== Exercise objective ==
Please find every line in the entries below that contains the string "true", and copy it.

(Records from a dataset)
//! Integration tests for the job queue, the rebadge workflow, and the issue
//! service against an in-memory SQLite database.

#![cfg(all(feature = "sqlite", feature = "migrate"))]

use std::sync::Arc;

use chrono::Utc;
use pledgedesk::entity::platform::Platform;
use pledgedesk::entity::{external_organization, issue, job, organization, repository};
use pledgedesk::worker::{DatabaseJobStore, JobQueue};
use pledgedesk::{badge, connect_and_migrate, issue as issue_service, sync};
use sea_orm::{DatabaseConnection, EntityTrait, Set};
use uuid::Uuid;

async fn setup_test_db() -> DatabaseConnection {
    connect_and_migrate("sqlite::memory:")
        .await
        .expect("Failed to create test database")
}

/// Seed one claimed organization chain and return the repository id.
async fn seed_repository(db: &DatabaseConnection) -> Uuid {
    let now = Utc::now().fixed_offset();

    let organization_id = Uuid::new_v4();
    organization::Entity::insert(organization::ActiveModel {
        id: Set(organization_id),
        slug: Set("acme".to_string()),
        name: Set("Acme".to_string()),
        avatar_url: Set(None),
        created_at: Set(now),
    })
    .exec(db)
    .await
    .expect("organization should insert");

    let external_organization_id = Uuid::new_v4();
    external_organization::Entity::insert(external_organization::ActiveModel {
        id: Set(external_organization_id),
        platform: Set(Platform::GitHub),
        name: Set("acme-gh".to_string()),
        avatar_url: Set("https://avatars.example.com/acme-gh".to_string()),
        is_personal: Set(false),
        organization_id: Set(Some(organization_id)),
        created_at: Set(now),
    })
    .exec(db)
    .await
    .expect("external organization should insert");

    let repository_id = Uuid::new_v4();
    repository::Entity::insert(repository::ActiveModel {
        id: Set(repository_id),
        platform: Set(Platform::GitHub),
        external_organization_id: Set(external_organization_id),
        name: Set("widgets".to_string()),
        description: Set(None),
        badge_label: Set("Fund".to_string()),
        is_fork: Set(false),
        is_archived: Set(false),
        is_disabled: Set(false),
        created_at: Set(now),
    })
    .exec(db)
    .await
    .expect("repository should insert");

    repository_id
}

async fn seed_issue(
    db: &DatabaseConnection,
    repository_id: Uuid,
    number: i64,
    has_badge: bool,
    badge_currently_embedded: bool,
) -> Uuid {
    let id = Uuid::new_v4();
    issue::Entity::insert(issue::ActiveModel {
        id: Set(id),
        repository_id: Set(repository_id),
        platform: Set(Platform::GitHub),
        number: Set(number),
        title: Set(format!("Issue #{}", number)),
        has_badge: Set(has_badge),
        badge_currently_embedded: Set(badge_currently_embedded),
        created_at: Set(Utc::now().fixed_offset()),
    })
    .exec(db)
    .await
    .expect("issue should insert");
    id
}

// ─── Issue service ───────────────────────────────────────────────────────────

#[tokio::test]
async fn test_list_by_repository_filters_on_badge_and_orders_by_number() {
    let db = setup_test_db().await;
    let repository_id = seed_repository(&db).await;
    seed_issue(&db, repository_id, 7, true, true).await;
    seed_issue(&db, repository_id, 3, true, false).await;
    seed_issue(&db, repository_id, 5, false, false).await;

    let (issues, count) = issue_service::list_by_repository(&db, &[repository_id], true)
        .await
        .expect("issue listing should succeed");

    assert_eq!(count, 2);
    let numbers: Vec<i64> = issues.iter().map(|i| i.number).collect();
    assert_eq!(numbers, [3, 7]);
}

#[tokio::test]
async fn test_list_by_repository_ignores_other_repositories() {
    let db = setup_test_db().await;
    let repository_id = seed_repository(&db).await;
    seed_issue(&db, repository_id, 1, true, true).await;

    let (issues, count) = issue_service::list_by_repository(&db, &[Uuid::new_v4()], true)
        .await
        .expect("issue listing should succeed");

    assert!(issues.is_empty());
    assert_eq!(count, 0);
}

// ─── Job queue with database store ───────────────────────────────────────────

#[tokio::test]
async fn test_flush_persists_jobs_into_the_jobs_table() {
    let db = setup_test_db().await;
    let queue = JobQueue::new(Arc::new(DatabaseJobStore::new(db.clone())));

    queue.enqueue("github.repo.sync_issues", serde_json::json!({"n": 1}));
    queue.enqueue("github.repo.sync_metadata", serde_json::json!({"n": 2}));

    // Nothing is durable before the flush
    let stored = job::Entity::find().all(&db).await.expect("job query");
    assert!(stored.is_empty());

    let flushed = queue.flush().await.expect("flush should succeed");
    assert_eq!(flushed, 2);

    let mut stored = job::Entity::find().all(&db).await.expect("job query");
    stored.sort_by_key(|j| j.payload["n"].as_i64());
    assert_eq!(stored.len(), 2);
    assert_eq!(stored[0].name, "github.repo.sync_issues");
    assert_eq!(stored[1].name, "github.repo.sync_metadata");
}

// ─── Rebadge workflow ────────────────────────────────────────────────────────

#[tokio::test]
async fn test_rebadge_queues_only_embedded_badges() {
    let db = setup_test_db().await;
    let repository_id = seed_repository(&db).await;

    // Badge granted and embedded in the body: rebadged
    let embedded = seed_issue(&db, repository_id, 1, true, true).await;
    // Badge granted but the body no longer contains it: skipped
    seed_issue(&db, repository_id, 2, true, false).await;
    // No badge at all: never listed
    seed_issue(&db, repository_id, 3, false, false).await;

    let queue = JobQueue::new(Arc::new(DatabaseJobStore::new(db.clone())));
    let queued = badge::rebadge_repository(&db, &queue, repository_id)
        .await
        .expect("rebadge should succeed");
    assert_eq!(queued, 1);

    let flushed = queue.flush().await.expect("flush should succeed");
    assert_eq!(flushed, 1);

    let stored = job::Entity::find().all(&db).await.expect("job query");
    assert_eq!(stored.len(), 1);
    assert_eq!(stored[0].name, badge::UPDATE_BADGE_JOB);
    assert_eq!(stored[0].payload["issue_id"], serde_json::json!(embedded));
}

#[tokio::test]
async fn test_rebadge_on_repository_without_issues_queues_nothing() {
    let db = setup_test_db().await;
    let repository_id = seed_repository(&db).await;
    let queue = JobQueue::new(Arc::new(DatabaseJobStore::new(db.clone())));

    let queued = badge::rebadge_repository(&db, &queue, repository_id)
        .await
        .expect("rebadge should succeed");
    assert_eq!(queued, 0);

    let flushed = queue.flush().await.expect("flush should succeed");
    assert_eq!(flushed, 0);
}

// ─── Resync workflow ─────────────────────────────────────────────────────────

#[tokio::test]
async fn test_resync_flushes_through_database_store() {
    let db = setup_test_db().await;
    let repository_id = seed_repository(&db).await;
    let queue = JobQueue::new(Arc::new(DatabaseJobStore::new(db.clone())));

    sync::enqueue_sync(&queue, repository_id);
    let flushed = queue.flush().await.expect("flush should succeed");
    assert_eq!(flushed, 2);

    let stored = job::Entity::find().all(&db).await.expect("job query");
    assert_eq!(stored.len(), 2);
    assert!(stored
        .iter()
        .all(|j| j.payload["repository_id"] == serde_json::json!(repository_id)));
}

== Exercise result ==
    seed_issue(&db, repository_id, 7, true, true).await;
    seed_issue(&db, repository_id, 3, true, false).await;
    let (issues, count) = issue_service::list_by_repository(&db, &[repository_id], true)
    seed_issue(&db, repository_id, 1, true, true).await;
    let (issues, count) = issue_service::list_by_repository(&db, &[Uuid::new_v4()], true)
    let embedded = seed_issue(&db, repository_id, 1, true, true).await;
    seed_issue(&db, repository_id, 2, true, false).await;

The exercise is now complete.